__PROBLEM__
Report back every line in the data that includes the string "Semaphore".

Stored items:
=-=-=

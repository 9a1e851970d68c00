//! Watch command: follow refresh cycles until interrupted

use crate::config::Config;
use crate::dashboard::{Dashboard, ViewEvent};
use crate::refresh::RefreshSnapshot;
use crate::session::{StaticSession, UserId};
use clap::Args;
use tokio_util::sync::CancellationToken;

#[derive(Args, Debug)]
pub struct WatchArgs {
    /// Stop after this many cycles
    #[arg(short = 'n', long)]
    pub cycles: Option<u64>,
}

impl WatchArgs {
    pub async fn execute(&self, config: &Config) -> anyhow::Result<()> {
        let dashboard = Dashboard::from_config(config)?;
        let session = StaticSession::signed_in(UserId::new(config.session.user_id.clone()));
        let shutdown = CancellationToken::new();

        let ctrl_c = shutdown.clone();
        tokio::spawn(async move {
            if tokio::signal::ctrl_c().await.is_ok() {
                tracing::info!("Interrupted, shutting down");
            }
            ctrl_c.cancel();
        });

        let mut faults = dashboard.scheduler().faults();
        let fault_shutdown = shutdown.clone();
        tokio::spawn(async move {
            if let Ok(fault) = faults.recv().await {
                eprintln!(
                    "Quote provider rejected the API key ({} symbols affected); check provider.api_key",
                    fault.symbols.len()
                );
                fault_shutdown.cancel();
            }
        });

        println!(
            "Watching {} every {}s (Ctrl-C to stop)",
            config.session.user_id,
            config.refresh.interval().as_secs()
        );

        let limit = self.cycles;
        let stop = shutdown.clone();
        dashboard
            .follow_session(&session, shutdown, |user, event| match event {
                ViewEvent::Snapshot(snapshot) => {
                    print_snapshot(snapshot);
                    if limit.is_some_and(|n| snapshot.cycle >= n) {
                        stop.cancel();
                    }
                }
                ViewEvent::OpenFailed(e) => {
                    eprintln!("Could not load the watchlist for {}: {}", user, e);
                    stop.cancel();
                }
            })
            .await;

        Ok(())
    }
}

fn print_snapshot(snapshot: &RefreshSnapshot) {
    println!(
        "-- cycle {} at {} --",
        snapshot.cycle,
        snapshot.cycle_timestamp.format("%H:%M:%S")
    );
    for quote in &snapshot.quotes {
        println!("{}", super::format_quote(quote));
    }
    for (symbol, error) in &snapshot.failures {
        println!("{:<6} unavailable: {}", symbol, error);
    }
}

=-=-=

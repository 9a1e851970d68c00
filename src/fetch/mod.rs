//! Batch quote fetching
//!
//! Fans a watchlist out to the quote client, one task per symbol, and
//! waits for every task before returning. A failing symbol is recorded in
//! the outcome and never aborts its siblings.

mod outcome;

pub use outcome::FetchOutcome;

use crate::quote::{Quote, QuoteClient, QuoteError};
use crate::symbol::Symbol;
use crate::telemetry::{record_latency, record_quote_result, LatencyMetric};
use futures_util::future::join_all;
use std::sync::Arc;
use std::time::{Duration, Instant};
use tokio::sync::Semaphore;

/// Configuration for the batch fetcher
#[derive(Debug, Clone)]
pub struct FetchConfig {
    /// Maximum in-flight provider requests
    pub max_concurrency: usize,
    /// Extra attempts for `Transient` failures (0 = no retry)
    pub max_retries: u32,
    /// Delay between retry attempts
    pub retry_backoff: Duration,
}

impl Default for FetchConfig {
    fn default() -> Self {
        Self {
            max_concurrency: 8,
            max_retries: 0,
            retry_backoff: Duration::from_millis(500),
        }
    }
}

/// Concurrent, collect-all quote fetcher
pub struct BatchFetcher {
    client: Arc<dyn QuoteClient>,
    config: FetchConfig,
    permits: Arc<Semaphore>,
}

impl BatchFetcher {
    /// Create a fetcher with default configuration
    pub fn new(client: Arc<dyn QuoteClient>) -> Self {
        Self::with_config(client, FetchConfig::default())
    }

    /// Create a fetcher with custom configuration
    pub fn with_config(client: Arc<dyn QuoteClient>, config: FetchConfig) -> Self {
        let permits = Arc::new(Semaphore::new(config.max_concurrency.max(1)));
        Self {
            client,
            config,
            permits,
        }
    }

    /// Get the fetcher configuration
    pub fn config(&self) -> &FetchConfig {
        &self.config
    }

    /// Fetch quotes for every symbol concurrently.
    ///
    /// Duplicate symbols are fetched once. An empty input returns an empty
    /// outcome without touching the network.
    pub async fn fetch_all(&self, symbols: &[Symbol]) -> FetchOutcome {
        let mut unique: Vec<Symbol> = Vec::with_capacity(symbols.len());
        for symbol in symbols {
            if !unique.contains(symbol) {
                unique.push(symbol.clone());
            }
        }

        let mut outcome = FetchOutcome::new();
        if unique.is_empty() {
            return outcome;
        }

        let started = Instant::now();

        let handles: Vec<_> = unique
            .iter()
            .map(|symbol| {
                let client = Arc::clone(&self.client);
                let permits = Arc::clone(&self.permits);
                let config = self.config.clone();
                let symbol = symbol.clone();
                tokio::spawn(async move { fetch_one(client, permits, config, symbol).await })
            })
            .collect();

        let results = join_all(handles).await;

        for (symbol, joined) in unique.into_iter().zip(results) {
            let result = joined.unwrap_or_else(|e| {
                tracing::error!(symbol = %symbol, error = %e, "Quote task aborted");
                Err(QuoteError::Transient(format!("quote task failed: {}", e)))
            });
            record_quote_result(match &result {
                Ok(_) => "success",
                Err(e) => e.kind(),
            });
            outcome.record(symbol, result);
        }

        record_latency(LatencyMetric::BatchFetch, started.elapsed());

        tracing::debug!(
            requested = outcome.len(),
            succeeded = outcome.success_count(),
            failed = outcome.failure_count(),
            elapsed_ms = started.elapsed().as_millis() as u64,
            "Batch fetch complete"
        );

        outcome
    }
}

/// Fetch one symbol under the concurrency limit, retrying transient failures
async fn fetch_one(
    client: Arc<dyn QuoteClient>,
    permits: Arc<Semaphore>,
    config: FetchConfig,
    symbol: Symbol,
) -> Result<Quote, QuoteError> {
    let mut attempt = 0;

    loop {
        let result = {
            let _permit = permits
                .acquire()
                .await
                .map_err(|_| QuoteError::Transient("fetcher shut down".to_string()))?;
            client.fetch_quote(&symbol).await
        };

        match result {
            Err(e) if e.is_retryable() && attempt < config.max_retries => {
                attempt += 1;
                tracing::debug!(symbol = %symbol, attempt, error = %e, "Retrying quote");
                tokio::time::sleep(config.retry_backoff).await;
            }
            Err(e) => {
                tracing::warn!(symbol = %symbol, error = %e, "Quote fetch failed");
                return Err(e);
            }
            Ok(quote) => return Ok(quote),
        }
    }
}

=-=-=

__SOLUTION TO THIS EXERCISE__
use tokio::sync::Semaphore;
    permits: Arc<Semaphore>,
        let permits = Arc::new(Semaphore::new(config.max_concurrency.max(1)));
    permits: Arc<Semaphore>,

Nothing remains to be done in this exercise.